Photo By T. Kebert, CC BY-SA 4.0, via Wiki Commons Images

…the beechen woods in summer, the far-up cloud of green, translucent leaves, with open spaces full of green, shifting sunlight and shadow. 

W.H. Hudson, Birds and Man, Ch.5., A Wood Wren at Wells.  

Fagus sylvatica L., Common Beech, European Beech

Family: Fagaceae

A northern temperate species, native of Europe and Britain, where it is often the dominant or climax species in woodlands on chalk and limestone hills, and on some acidic, well-drained sands. Although the native range is restricted in the UK (SE England, SE Wales) it has been so widely planted in woods, policies, parks and gardens, as hedges, shelter belts, sometimes pollarded in wood pasture, that it can be found throughout the British Isles. 

It is also one of the most important forestry trees in Europe, and is extensively planted there. The timber has some 250 diverse uses; used ‘in solid’ as a building material indoors in England since at least the 13th century, for stairs and flooring; in cabinet making, high-class joinery, turnery, solid and laminated furniture; for chair frames, often gilded or painted, or turned for Windsor chair parts, steam-bent for half-round chair backs or curved legs; plates, bowls, platters, cooking utensils, toys, bobbins, sports equipment, shoe heels, and tool handles. Beech has long been coppiced for charcoal and firewood – it has high energy potential. Twigs and foliage have been gathered for winter fodder, probably since the Early/Middle Bronze age. 

Useful and beautiful. 

New leaves on beech trees, Gribskov Forest in the northern part of Sealand, Denmark.  By Malene Thyssen, CC BY-SA 3.0, malene at mtfoto.dk 

Slender, conical, and graceful in youth, then, with age, achieving a hugely domed, much-branched crown, sometimes self-layering where arching branches touch the ground. The bark is smooth, silver-grey, and very thin; occasionally ridged or rippled. Beech bark is very susceptible to sun scald on open-grown specimens. 

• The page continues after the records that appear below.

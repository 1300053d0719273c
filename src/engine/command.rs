// ABOUTME: Host engine contract: command descriptors and completion signaling
// ABOUTME: Defines how tasks hand work to the sequential command engine

use async_trait::async_trait;
use serde::{Deserialize, Serialize};
use serde_json::Value;
use tokio::sync::oneshot;
use tracing::{debug, warn};

use super::error::{ExecutionError, Result};

/// One unit of work for the host engine: a named action, an optional target
/// device, and an arbitrary payload.
#[derive(Debug, Clone, Serialize, Deserialize)]
pub struct Command {
    pub action: String,
    pub device: Option<String>,
    pub payload: Value,
}

impl Command {
    pub fn new(action: impl Into<String>) -> Self {
        Self {
            action: action.into(),
            device: None,
            payload: Value::Null,
        }
    }

    pub fn with_device(mut self, device: impl Into<String>) -> Self {
        self.device = Some(device.into());
        self
    }

    pub fn with_payload(mut self, payload: Value) -> Self {
        self.payload = payload;
        self
    }
}

/// Completion signal for a long-running engine operation.
///
/// The engine (or a device monitor) holds the [`CompletionHandle`] and
/// resolves it when the operation finishes; the issuing task awaits the
/// `Completion`. This is the cooperative suspension point: a task parked on
/// a completion frees the engine to process commands from other tasks.
#[derive(Debug)]
pub struct Completion {
    rx: oneshot::Receiver<std::result::Result<(), String>>,
}

#[derive(Debug)]
pub struct CompletionHandle {
    tx: oneshot::Sender<std::result::Result<(), String>>,
}

impl Completion {
    pub fn channel() -> (CompletionHandle, Completion) {
        let (tx, rx) = oneshot::channel();
        (CompletionHandle { tx }, Completion { rx })
    }

    /// Wait for the operation to finish. A dropped handle means the engine
    /// abandoned the operation and is reported as an engine error.
    pub async fn wait(self) -> Result<()> {
        match self.rx.await {
            Ok(Ok(())) => Ok(()),
            Ok(Err(message)) => Err(ExecutionError::Engine(message)),
            Err(_) => Err(ExecutionError::Engine(
                "completion handle dropped before operation finished".into(),
            )),
        }
    }
}

impl CompletionHandle {
    pub fn finish(self) {
        let _ = self.tx.send(Ok(()));
    }

    pub fn fail(self, message: impl Into<String>) {
        let _ = self.tx.send(Err(message.into()));
    }
}

/// The host execution engine.
///
/// The engine processes one command at a time; concurrency between tasks
/// comes from tasks parked on the completions of long-running operations.
/// `issue` returning `None` means the command finished synchronously;
/// `Some(completion)` must be awaited before the operation can be considered
/// done.
#[async_trait]
pub trait CommandEngine: Send + Sync {
    async fn issue(&self, command: Command) -> Result<Option<Completion>>;
}

/// Engine that acknowledges every command synchronously. Useful in tests and
/// for graphs whose tasks carry no long-running device operations.
#[derive(Debug, Default)]
pub struct ImmediateEngine;

#[async_trait]
impl CommandEngine for ImmediateEngine {
    async fn issue(&self, command: Command) -> Result<Option<Completion>> {
        debug!(action = %command.action, device = ?command.device, "command acknowledged");
        Ok(None)
    }
}

/// The host engine's pause mechanism, invoked by the control loop when a
/// task name crosses its consecutive-failure threshold.
#[async_trait]
pub trait SuspensionHook: Send + Sync {
    async fn suspend(&self, task_name: &str, failures: u32);
}

/// Log-only suspender used when no engine-backed hook is installed.
#[derive(Debug, Default)]
pub struct LoggingSuspender;

#[async_trait]
impl SuspensionHook for LoggingSuspender {
    async fn suspend(&self, task_name: &str, failures: u32) {
        warn!(
            task = task_name,
            failures, "failure threshold crossed, suspension requested"
        );
    }
}
// ABOUTME: Control loop that runs successive task graphs with failure policy
// ABOUTME: Tracks consecutive per-name failures and requests engine suspension

use std::collections::HashMap;
use std::sync::atomic::{AtomicBool, Ordering};
use std::sync::Arc;

use async_trait::async_trait;
use serde_json::Value;
use tracing::{info, instrument, warn};

use super::command::{CommandEngine, LoggingSuspender, SuspensionHook};
use super::context::KnownValues;
use super::error::Result;
use super::plan::DecisionEnginePlan;
use super::report::TaskStatus;
use crate::graph::TaskGraph;

/// Collaborator that constructs the next graph to run, parameterized by the
/// accumulated known values. Returning `None` ends the session cleanly.
#[async_trait]
pub trait GraphSource: Send {
    async fn next_graph(&mut self, known: &KnownValues) -> Result<Option<TaskGraph>>;
}

/// Consecutive-failure counters keyed by task name.
///
/// All tasks sharing a name share one counter: a failure increments it, a
/// success resets it. Crossing the configured threshold trips the tracker,
/// which the control loop converts into a suspension request. A threshold of
/// zero disables tripping; failures are still recorded.
#[derive(Debug)]
pub struct FailureTracker {
    threshold: u32,
    counts: HashMap<String, u32>,
}

impl FailureTracker {
    pub fn new(threshold: u32) -> Self {
        Self {
            threshold,
            counts: HashMap::new(),
        }
    }

    pub fn record_failure(&mut self, task_name: &str) -> u32 {
        let count = self.counts.entry(task_name.to_string()).or_insert(0);
        *count += 1;
        warn!(
            task = task_name,
            consecutive_failures = *count,
            "task failure recorded"
        );
        *count
    }

    pub fn record_success(&mut self, task_name: &str) {
        if let Some(count) = self.counts.get_mut(task_name) {
            if *count > 0 {
                info!(task = task_name, previous_failures = *count, "task recovered");
            }
            *count = 0;
        }
    }

    pub fn failures(&self, task_name: &str) -> u32 {
        self.counts.get(task_name).copied().unwrap_or(0)
    }

    /// First task name at or over the threshold, if any.
    pub fn tripped(&self) -> Option<(&str, u32)> {
        if self.threshold == 0 {
            return None;
        }
        self.counts
            .iter()
            .find(|(_, count)| **count >= self.threshold)
            .map(|(name, count)| (name.as_str(), *count))
    }

    pub fn clear(&mut self, task_name: Option<&str>) {
        match task_name {
            Some(name) => {
                self.counts.remove(name);
            }
            None => self.counts.clear(),
        }
    }
}

/// Outcome of one control loop session.
#[derive(Debug, Clone)]
pub struct ControlSummary {
    pub graphs_run: usize,
    pub suspended: bool,
}

/// Outer driver that runs successive task graphs against an accumulating
/// known-values store.
///
/// Each iteration honors the stop flag, checks the failure tracker, asks the
/// [`GraphSource`] for the next graph, and runs it via the
/// [`DecisionEnginePlan`]. Every task failure is recorded and counted; when
/// a task name crosses the consecutive-failure threshold, control is handed
/// to the host engine's [`SuspensionHook`] instead of starting another
/// graph.
pub struct ControlLoop {
    plan: DecisionEnginePlan,
    engine: Arc<dyn CommandEngine>,
    suspender: Arc<dyn SuspensionHook>,
    known: KnownValues,
    tracker: FailureTracker,
    stop: Arc<AtomicBool>,
}

impl ControlLoop {
    pub fn new(engine: Arc<dyn CommandEngine>, known: KnownValues, failure_threshold: u32) -> Self {
        Self {
            plan: DecisionEnginePlan::new(),
            engine,
            suspender: Arc::new(LoggingSuspender),
            known,
            tracker: FailureTracker::new(failure_threshold),
            stop: Arc::new(AtomicBool::new(false)),
        }
    }

    pub fn with_suspender<S: SuspensionHook + 'static>(mut self, suspender: Arc<S>) -> Self {
        self.suspender = suspender;
        self
    }

    pub fn with_plan(mut self, plan: DecisionEnginePlan) -> Self {
        self.plan = plan;
        self
    }

    /// Shared flag that stops the loop before the next graph starts.
    pub fn stop_handle(&self) -> Arc<AtomicBool> {
        Arc::clone(&self.stop)
    }

    pub fn known_values(&self) -> &KnownValues {
        &self.known
    }

    pub fn insert_value(&mut self, name: impl Into<String>, value: Value) {
        self.known.insert(name, value);
    }

    pub fn extend_values(&mut self, entries: impl IntoIterator<Item = (String, Value)>) {
        self.known.extend(entries);
    }

    pub fn remove_value(&mut self, name: &str) -> Option<Value> {
        self.known.remove(name)
    }

    pub fn failures(&self, task_name: &str) -> u32 {
        self.tracker.failures(task_name)
    }

    #[instrument(skip_all)]
    pub async fn run(&mut self, source: &mut dyn GraphSource) -> Result<ControlSummary> {
        let mut summary = ControlSummary {
            graphs_run: 0,
            suspended: false,
        };
        loop {
            if self.stop.load(Ordering::SeqCst) {
                info!("stop requested, handing control back");
                break;
            }
            if let Some((name, failures)) = self.tracker.tripped() {
                let name = name.to_string();
                warn!(task = %name, failures, "failure threshold crossed");
                self.suspender.suspend(&name, failures).await;
                summary.suspended = true;
                break;
            }
            let Some(graph) = source.next_graph(&self.known).await? else {
                info!("graph source exhausted");
                break;
            };
            let report = self
                .plan
                .run(graph, &mut self.known, Arc::clone(&self.engine))
                .await?;
            summary.graphs_run += 1;
            for task in &report.tasks {
                match task.status {
                    TaskStatus::Failed => {
                        self.tracker.record_failure(&task.name);
                    }
                    TaskStatus::Finished => self.tracker.record_success(&task.name),
                    _ => {}
                }
            }
        }
        Ok(summary)
    }
}

#[cfg(test)]
mod tests {
    use super::*;

    #[test]
    fn test_tracker_counts_and_resets() {
        let mut tracker = FailureTracker::new(3);

        assert_eq!(tracker.record_failure("Move"), 1);
        assert_eq!(tracker.record_failure("Move"), 2);
        assert!(tracker.tripped().is_none());

        tracker.record_success("Move");
        assert_eq!(tracker.failures("Move"), 0);

        tracker.record_failure("Move");
        tracker.record_failure("Move");
        assert_eq!(tracker.record_failure("Move"), 3);
        let (name, count) = tracker.tripped().unwrap();
        assert_eq!(name, "Move");
        assert_eq!(count, 3);
    }

    #[test]
    fn test_tracker_counters_are_per_name() {
        let mut tracker = FailureTracker::new(2);
        tracker.record_failure("Move");
        tracker.record_failure("Scan");
        assert!(tracker.tripped().is_none());

        // a second same-name failure trips, regardless of which instance failed
        tracker.record_failure("Move");
        assert_eq!(tracker.tripped().unwrap().0, "Move");
    }

    #[test]
    fn test_tracker_zero_threshold_never_trips() {
        let mut tracker = FailureTracker::new(0);
        tracker.record_failure("Move");
        assert!(tracker.tripped().is_none());
        assert_eq!(tracker.failures("Move"), 1);
    }

    #[test]
    fn test_tracker_clear() {
        let mut tracker = FailureTracker::new(1);
        tracker.record_failure("Move");
        tracker.record_failure("Scan");

        tracker.clear(Some("Move"));
        assert_eq!(tracker.failures("Move"), 0);
        assert_eq!(tracker.failures("Scan"), 1);

        tracker.clear(None);
        assert!(tracker.tripped().is_none());
    }
}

The buds are distinctive, easily recognisable in winter; long, slender and sharp-pointed, clothed in scales that are rich red-brown at the base, paler at the tips clothed in fine tawny hair. They’re disposed at opposite intervals on slightly flexuous (zig-zag), purple-brown twigs marked with lenticels.

Beech Bud, © El Grafo, CC-BY-SA-3.0, via Wiki Commons Images

Leaves are ovate or obovate, with slightly wavy margins, acute at the tip, each of the parallel veins sports tiny teeth at the margin. Soft-fledged on first flush in late spring, clothed in silky white hairs, they are a brilliant, translucent emerald – the green leaf-light beneath an emergent beech is unsurpassed. 

Photo By Marianne Cornelissen-Kuyt, CC BY-SA 4.0, via Wiki Commons Images 

At maturity, they assume a darker, shining green, paler beneath, retaining long, white-silk hairs in the leaf axils, and on larger veins. The change in hue, and in the tone of the wind sighing through the coarsened leaves in late summer, signals a turn in the seasons.

By early autumn, they have assumed soft yellows, then turning coppery gold, and warm rufous red-brown before falling. In common with young oaks and hornbeams, juvenile beech retain their desiccated leaves overwinter, a phenomenon known as marcescence. 

Photo By Luca Mengoni – Flickr: 108, CC BY-SA 2.0, via Wiki Commons Images

In spring, it bears monoecious, catkin-like flowers, male and female in separate clusters on the same twig; males are pale, golden, long-stalked and pendent, the stouter stalked females upright, hairy, and in a bristly cupule. The seed, beech nut or mast, is triangular, woody and glossy brown, and seed productivity is variable; good mast years occur every 5-8 years.

Photo By Aiwok, CC BY-SA 3.0, via Wiki Commons Images 

The nuts, which ripen in October, are a valuable food source for squirrels, wood pigeons, woodpeckers and jays, and their forgotten stashes play a major role in seed dispersal. They can take 2–6 years to germinate. The first seed leaves are relatively large, and perhaps this confers major advantage to beech seedlings, which show a remarkable capacity to establish and grow in the shade beneath a canopy of established trees. 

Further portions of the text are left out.